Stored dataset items
----

mod file;
mod input;

pub use file::load_midi_file;
pub use input::MidiInputHandler;

#[derive(Debug, Clone, Copy, PartialEq, Eq)]
pub enum MidiEventKind {
    NoteOn,
    NoteOff,
}

/// A note event in a playable sequence.
///
/// `delta_seconds` is the time since the previous event in the sequence (or
/// since the start for the first one).
#[derive(Debug, Clone, Copy, PartialEq)]
pub struct MidiEvent {
    pub kind: MidiEventKind,
    pub note: u8,
    pub velocity: u8,
    pub channel: u8,
    pub delta_seconds: f64,
}

impl MidiEvent {
    pub fn note_on(note: u8, velocity: u8, channel: u8, delta_seconds: f64) -> Self {
        Self {
            kind: MidiEventKind::NoteOn,
            note,
            velocity,
            channel,
            delta_seconds,
        }
    }

    pub fn note_off(note: u8, channel: u8, delta_seconds: f64) -> Self {
        Self {
            kind: MidiEventKind::NoteOff,
            note,
            velocity: 0,
            channel,
            delta_seconds,
        }
    }

    /// Note-offs and note-ons with velocity 0.
    pub fn is_note_off(&self) -> bool {
        self.kind == MidiEventKind::NoteOff || self.velocity == 0
    }
}

/// Sum of all deltas in `events`, in seconds.
pub fn sequence_duration(events: &[MidiEvent]) -> f64 {
    events.iter().map(|e| e.delta_seconds.max(0.0)).sum()
}

#[cfg(test)]
mod tests {
    use super::*;

    #[test]
    fn test_is_note_off() {
        assert!(!MidiEvent::note_on(60, 1, 0, 0.0).is_note_off());
        assert!(MidiEvent::note_on(60, 0, 0, 0.0).is_note_off());
        assert!(MidiEvent::note_off(60, 0, 0.0).is_note_off());
    }

    #[test]
    fn test_sequence_duration() {
        let events = [
            MidiEvent::note_on(60, 100, 0, 0.0),
            MidiEvent::note_off(60, 0, 0.5),
            MidiEvent::note_on(62, 100, 0, 0.25),
        ];
        assert!((sequence_duration(&events) - 0.75).abs() < 1e-12);
        assert_eq!(sequence_duration(&[]), 0.0);
    }
}
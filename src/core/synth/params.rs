//! Lock-free parameter storage.
//!
//! Every parameter is an independent atomic scalar written with relaxed
//! ordering. A chunk rendered while the configuration is being changed may see
//! some fields updated and others not; the next chunk sees the new values.
//! Nothing here ever blocks the audio thread.

use std::marker::PhantomData;
use std::sync::atomic::{AtomicU32, AtomicU8, Ordering};
use serde::{Serialize, Deserialize};
use crate::core::oscillator::{KickWaveform, SnareNoise, Waveform};

/// Bit depths at or above this value leave samples untouched.
pub const BITCRUSH_BYPASS: f32 = 128.0;

/// Drum channel index (0-based) used when nothing else is configured, i.e. MIDI channel 10.
pub const DEFAULT_DRUM_CHANNEL: u8 = 9;
pub const DEFAULT_BIT_DEPTH: f32 = 16.0;

/// An `f32` stored as its bit pattern.
#[derive(Debug)]
pub struct AtomicF32(AtomicU32);

impl AtomicF32 {
    pub fn new(value: f32) -> Self {
        Self(AtomicU32::new(value.to_bits()))
    }

    pub fn load(&self) -> f32 {
        f32::from_bits(self.0.load(Ordering::Relaxed))
    }

    pub fn store(&self, value: f32) {
        self.0.store(value.to_bits(), Ordering::Relaxed);
    }
}

/// Fieldless enums that fit in a byte.
pub trait PackedEnum: Copy {
    fn pack(self) -> u8;
    fn unpack(value: u8) -> Self;
}

/// A `PackedEnum` stored in an `AtomicU8`.
#[derive(Debug)]
pub struct AtomicEnum<T> {
    value: AtomicU8,
    _kind: PhantomData<T>,
}

impl<T: PackedEnum> AtomicEnum<T> {
    pub fn new(value: T) -> Self {
        Self {
            value: AtomicU8::new(value.pack()),
            _kind: PhantomData,
        }
    }

    pub fn load(&self) -> T {
        T::unpack(self.value.load(Ordering::Relaxed))
    }

    pub fn store(&self, value: T) {
        self.value.store(value.pack(), Ordering::Relaxed);
    }
}

impl PackedEnum for Waveform {
    fn pack(self) -> u8 {
        match self {
            Waveform::Pulse => 0,
            Waveform::Triangle => 1,
            Waveform::Sawtooth => 2,
        }
    }

    fn unpack(value: u8) -> Self {
        match value {
            1 => Waveform::Triangle,
            2 => Waveform::Sawtooth,
            _ => Waveform::Pulse,
        }
    }
}

impl PackedEnum for KickWaveform {
    fn pack(self) -> u8 {
        match self {
            KickWaveform::Triangle => 0,
            KickWaveform::Sine => 1,
            KickWaveform::Pulse => 2,
            KickWaveform::Noise => 3,
        }
    }

    fn unpack(value: u8) -> Self {
        match value {
            1 => KickWaveform::Sine,
            2 => KickWaveform::Pulse,
            3 => KickWaveform::Noise,
            _ => KickWaveform::Triangle,
        }
    }
}

impl PackedEnum for SnareNoise {
    fn pack(self) -> u8 {
        match self {
            SnareNoise::WhiteNoise => 0,
            SnareNoise::Digital => 1,
            SnareNoise::Metal => 2,
        }
    }

    fn unpack(value: u8) -> Self {
        match value {
            1 => SnareNoise::Digital,
            2 => SnareNoise::Metal,
            _ => SnareNoise::WhiteNoise,
        }
    }
}

/// Settings shared by every kick and snare voice.
#[derive(Debug, Clone, Copy, PartialEq, Serialize, Deserialize)]
#[serde(default, rename_all = "camelCase")]
pub struct DrumSettings {
    pub kick_volume: f32,
    pub kick_decay: f32,
    pub kick_waveform: KickWaveform,
    pub snare_volume: f32,
    pub snare_decay: f32,
    pub snare_body: f32,
    #[serde(rename = "snareNoiseType")]
    pub snare_noise: SnareNoise,
}

impl Default for DrumSettings {
    fn default() -> Self {
        Self {
            kick_volume: 1.0,
            kick_decay: 0.15,
            kick_waveform: KickWaveform::Triangle,
            snare_volume: 0.8,
            snare_decay: 0.2,
            snare_body: 0.5,
            snare_noise: SnareNoise::WhiteNoise,
        }
    }
}

/// Values of the global parameters captured for one chunk.
#[derive(Debug, Clone, Copy, PartialEq)]
pub struct ParamSnapshot {
    pub bit_depth: f32,
    pub drums: DrumSettings,
}

/// Global synth parameters.
#[derive(Debug)]
pub struct SynthParams {
    drum_channel: AtomicU8,
    bit_depth: AtomicF32,
    kick_volume: AtomicF32,
    kick_decay: AtomicF32,
    kick_waveform: AtomicEnum<KickWaveform>,
    snare_volume: AtomicF32,
    snare_decay: AtomicF32,
    snare_body: AtomicF32,
    snare_noise: AtomicEnum<SnareNoise>,
}

impl SynthParams {
    pub fn new() -> Self {
        let drums = DrumSettings::default();
        Self {
            drum_channel: AtomicU8::new(DEFAULT_DRUM_CHANNEL),
            bit_depth: AtomicF32::new(DEFAULT_BIT_DEPTH),
            kick_volume: AtomicF32::new(drums.kick_volume),
            kick_decay: AtomicF32::new(drums.kick_decay),
            kick_waveform: AtomicEnum::new(drums.kick_waveform),
            snare_volume: AtomicF32::new(drums.snare_volume),
            snare_decay: AtomicF32::new(drums.snare_decay),
            snare_body: AtomicF32::new(drums.snare_body),
            snare_noise: AtomicEnum::new(drums.snare_noise),
        }
    }

    pub fn drum_channel(&self) -> u8 {
        self.drum_channel.load(Ordering::Relaxed)
    }

    /// Sets the drum channel (0-based, clamped to 0..=15).
    pub fn set_drum_channel(&self, channel: u8) {
        self.drum_channel.store(channel.min(15), Ordering::Relaxed);
    }

    pub fn bit_depth(&self) -> f32 {
        self.bit_depth.load()
    }

    pub fn set_bit_depth(&self, depth: f32) {
        self.bit_depth.store(depth.max(1.0));
    }

    pub fn set_drums(&self, drums: &DrumSettings) {
        self.kick_volume.store(drums.kick_volume);
        self.kick_decay.store(drums.kick_decay);
        self.kick_waveform.store(drums.kick_waveform);
        self.snare_volume.store(drums.snare_volume);
        self.snare_decay.store(drums.snare_decay);
        self.set_snare_body(drums.snare_body);
        self.snare_noise.store(drums.snare_noise);
    }

    pub fn set_snare_body(&self, body: f32) {
        self.snare_body.store(body.clamp(0.0, 1.0));
    }

    pub fn drums(&self) -> DrumSettings {
        DrumSettings {
            kick_volume: self.kick_volume.load(),
            kick_decay: self.kick_decay.load(),
            kick_waveform: self.kick_waveform.load(),
            snare_volume: self.snare_volume.load(),
            snare_decay: self.snare_decay.load(),
            snare_body: self.snare_body.load(),
            snare_noise: self.snare_noise.load(),
        }
    }

    pub fn snapshot(&self) -> ParamSnapshot {
        ParamSnapshot {
            bit_depth: self.bit_depth(),
            drums: self.drums(),
        }
    }
}

impl Default for SynthParams {
    fn default() -> Self {
        Self::new()
    }
}

#[cfg(test)]
mod tests {
    use super::*;

    #[test]
    fn test_atomic_f32_round_trips_bits() {
        let value = AtomicF32::new(0.15);
        assert_eq!(value.load(), 0.15);
        value.store(-3.5);
        assert_eq!(value.load(), -3.5);
    }

    #[test]
    fn test_packed_enums_unpack_what_they_pack() {
        for waveform in [Waveform::Pulse, Waveform::Triangle, Waveform::Sawtooth] {
            assert_eq!(Waveform::unpack(waveform.pack()), waveform);
        }
        for kick in [KickWaveform::Triangle, KickWaveform::Sine, KickWaveform::Pulse, KickWaveform::Noise] {
            assert_eq!(KickWaveform::unpack(kick.pack()), kick);
        }
        for noise in [SnareNoise::WhiteNoise, SnareNoise::Digital, SnareNoise::Metal] {
            assert_eq!(SnareNoise::unpack(noise.pack()), noise);
        }
    }

    #[test]
    fn test_drum_channel_is_clamped() {
        let params = SynthParams::new();
        assert_eq!(params.drum_channel(), DEFAULT_DRUM_CHANNEL);
        params.set_drum_channel(200);
        assert_eq!(params.drum_channel(), 15);
    }

    #[test]
    fn test_snapshot_reflects_writes() {
        let params = SynthParams::new();
        params.set_drums(&DrumSettings {
            kick_waveform: KickWaveform::Sine,
            snare_noise: SnareNoise::Metal,
            ..DrumSettings::default()
        });
        params.set_snare_body(2.0);
        params.set_bit_depth(8.0);

        let snapshot = params.snapshot();
        assert_eq!(snapshot.drums.kick_waveform, KickWaveform::Sine);
        assert_eq!(snapshot.drums.snare_noise, SnareNoise::Metal);
        assert_eq!(snapshot.drums.snare_body, 1.0);
        assert_eq!(snapshot.bit_depth, 8.0);
        assert_eq!(snapshot.drums.kick_decay, DrumSettings::default().kick_decay);
    }
}
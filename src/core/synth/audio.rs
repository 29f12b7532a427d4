use std::f64::consts::{FRAC_PI_4, TAU};
use rand::Rng;
use crate::core::oscillator::Waveform;
use crate::core::voice::{Voice, VoiceKind};
use super::channel::{ChannelSettings, CHANNEL_COUNT};
use super::params::{DrumSettings, BITCRUSH_BYPASS};

/// Drum decays are floored to this many seconds.
const MIN_DRUM_DECAY: f64 = 0.01;
/// Kick output is boosted by this factor on top of the kick volume.
const KICK_GAIN: f64 = 2.0;
/// Fixed pitch of the snare's tonal body.
const SNARE_BODY_FREQ: f64 = 180.0;
/// Decay rate (1/s) of the snare body.
const SNARE_BODY_DECAY_RATE: f64 = 15.0;
/// Exponent of the polyphony loudness compensation.
const MIX_COMPENSATION: f32 = 0.55;

/// Convert MIDI note number to frequency in Hz
pub fn midi_note_to_freq(note: u8) -> f64 {
    440.0 * 2.0f64.powf((note as f64 - 69.0) / 12.0)
}

/// Constant-power pan law. Returns `(left, right)` gains for `pan` in [-1, 1].
pub fn pan_gains(pan: f32) -> (f32, f32) {
    let angle = (pan.clamp(-1.0, 1.0) as f64 + 1.0) * FRAC_PI_4;
    (angle.cos() as f32, angle.sin() as f32)
}

/// Snaps `sample` onto the grid `k / depth`.
pub fn bitcrush(sample: f32, depth: f32) -> f32 {
    (sample * depth).round() / depth
}

/// Exponential drum envelope for a voice `elapsed` seconds old.
pub fn drum_envelope(elapsed: f64, decay: f64) -> f64 {
    (-elapsed / decay.max(MIN_DRUM_DECAY)).exp()
}

/// Renders `out.len()` samples of a single voice starting at absolute sample `from`.
///
/// Melody voices advance their envelope and record their pulse width as they go,
/// so the caller should keep the mutated voice if it wants continuity across chunks.
pub fn render_voice<R: Rng>(
    voice: &mut Voice,
    channel: &ChannelSettings,
    drums: &DrumSettings,
    sample_rate: u32,
    from: u64,
    out: &mut [f32],
    rng: &mut R,
) {
    let rate = sample_rate as f64;
    let start = voice.start_sample;
    let frequency = voice.frequency;

    match voice.kind {
        VoiceKind::Kick => {
            let gain = drums.kick_volume as f64 * KICK_GAIN;
            for (i, sample) in out.iter_mut().enumerate() {
                let index = from + i as u64;
                let t = index as f64 / rate;
                let elapsed = index.saturating_sub(start) as f64 / rate;
                let carrier = drums.kick_waveform.sample(frequency, t, rng);
                *sample = (carrier * drum_envelope(elapsed, drums.kick_decay as f64) * gain) as f32;
            }
        },
        VoiceKind::Snare => {
            let body_amount = drums.snare_body as f64;
            let volume = drums.snare_volume as f64;
            for (i, sample) in out.iter_mut().enumerate() {
                let index = from + i as u64;
                let t = index as f64 / rate;
                let elapsed = index.saturating_sub(start) as f64 / rate;

                let noise = drums.snare_noise.sample(frequency, t, rng)
                    * drum_envelope(elapsed, drums.snare_decay as f64);
                let body = (TAU * SNARE_BODY_FREQ * t).sin() * (-elapsed * SNARE_BODY_DECAY_RATE).exp();

                let value = noise * (1.0 - body_amount * 0.4) + body * body_amount * 2.0;
                *sample = (value * volume) as f32;
            }
        },
        VoiceKind::Melody => {
            let dt = 1.0 / sample_rate as f32;
            let envelope = &channel.envelope;
            let automation = &channel.pulse_width_automation;
            let static_width = channel.pulse_width as f64;

            // Largest elapsed time in this chunk; stands in for the note length of the width ramp.
            let last = (from + out.len() as u64).saturating_sub(1);
            let span = last.saturating_sub(start) as f64 / rate;

            for (i, sample) in out.iter_mut().enumerate() {
                let index = from + i as u64;
                let t = index as f64 / rate;
                let elapsed = index.saturating_sub(start) as f64 / rate;
                let phase = (t * frequency).fract();

                let width = match channel.waveform {
                    Waveform::Pulse => automation.width_at(static_width, t, elapsed, span),
                    _ => static_width,
                };
                voice.pulse_width = width as f32;

                let level = if !envelope.enabled {
                    1.0
                } else if index >= start {
                    voice.envelope.advance(envelope, dt)
                } else {
                    voice.envelope.level
                };

                *sample = channel.waveform.sample(phase, width) as f32 * channel.volume * level;
            }
        },
    }
}

impl super::Synth {
    /// Renders `frames` stereo frames starting at absolute sample `from`.
    ///
    /// Enforces the polyphony ceiling, renders every voice from a copy of the
    /// voice set, mixes with constant-power panning, compensates loudness for
    /// the number of voices and applies the bitcrusher. The voice lock is only
    /// held while copying the voice set and while storing envelope progress back.
    pub fn generate_chunk(&self, frames: usize, from: u64) -> (Vec<f32>, Vec<f32>) {
        let mut left = vec![0.0f32; frames];
        let mut right = vec![0.0f32; frames];
        if frames == 0 {
            return (left, right);
        }

        self.enforce_polyphony();
        let mut voices = self.voice_snapshot();

        let params = self.params.snapshot();
        let channels: [ChannelSettings; CHANNEL_COUNT] =
            std::array::from_fn(|index| self.channels[index].snapshot());

        let mut rng = rand::rng();
        let mut scratch = vec![0.0f32; frames];

        for voice in voices.iter_mut() {
            let settings = &channels[voice.channel as usize % CHANNEL_COUNT];
            render_voice(voice, settings, &params.drums, self.sample_rate, from, &mut scratch, &mut rng);

            let (left_gain, right_gain) = pan_gains(settings.pan);
            let velocity = voice.velocity;
            for ((l, r), sample) in left.iter_mut().zip(right.iter_mut()).zip(&scratch) {
                let value = sample * velocity;
                *l += value * left_gain;
                *r += value * right_gain;
            }
        }

        if !voices.is_empty() {
            let divisor = (voices.len() as f32).powf(MIX_COMPENSATION);
            for sample in left.iter_mut().chain(right.iter_mut()) {
                *sample /= divisor;
            }
        }

        if params.bit_depth < BITCRUSH_BYPASS {
            for sample in left.iter_mut().chain(right.iter_mut()) {
                *sample = bitcrush(*sample, params.bit_depth);
            }
        }

        self.store_voice_progress(&voices);

        (left, right)
    }
}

----

§ **Activity**:
Find the line with "let automation = &channel.pulse_width_automation;" in the entries above. Retype it and each line after it, exactly, through the line with "let mut left = vec![0.0f32; frames];", and stop there.

§ **Solution**:
            let automation = &channel.pulse_width_automation;
            let static_width = channel.pulse_width as f64;

            // Largest elapsed time in this chunk; stands in for the note length of the width ramp.
            let last = (from + out.len() as u64).saturating_sub(1);
            let span = last.saturating_sub(start) as f64 / rate;

            for (i, sample) in out.iter_mut().enumerate() {
                let index = from + i as u64;
                let t = index as f64 / rate;
                let elapsed = index.saturating_sub(start) as f64 / rate;
                let phase = (t * frequency).fract();

                let width = match channel.waveform {
                    Waveform::Pulse => automation.width_at(static_width, t, elapsed, span),
                    _ => static_width,
                };
                voice.pulse_width = width as f32;

                let level = if !envelope.enabled {
                    1.0
                } else if index >= start {
                    voice.envelope.advance(envelope, dt)
                } else {
                    voice.envelope.level
                };

                *sample = channel.waveform.sample(phase, width) as f32 * channel.volume * level;
            }
        },
    }
}

impl super::Synth {
    /// Renders `frames` stereo frames starting at absolute sample `from`.
    ///
    /// Enforces the polyphony ceiling, renders every voice from a copy of the
    /// voice set, mixes with constant-power panning, compensates loudness for
    /// the number of voices and applies the bitcrusher. The voice lock is only
    /// held while copying the voice set and while storing envelope progress back.
    pub fn generate_chunk(&self, frames: usize, from: u64) -> (Vec<f32>, Vec<f32>) {
        let mut left = vec![0.0f32; frames];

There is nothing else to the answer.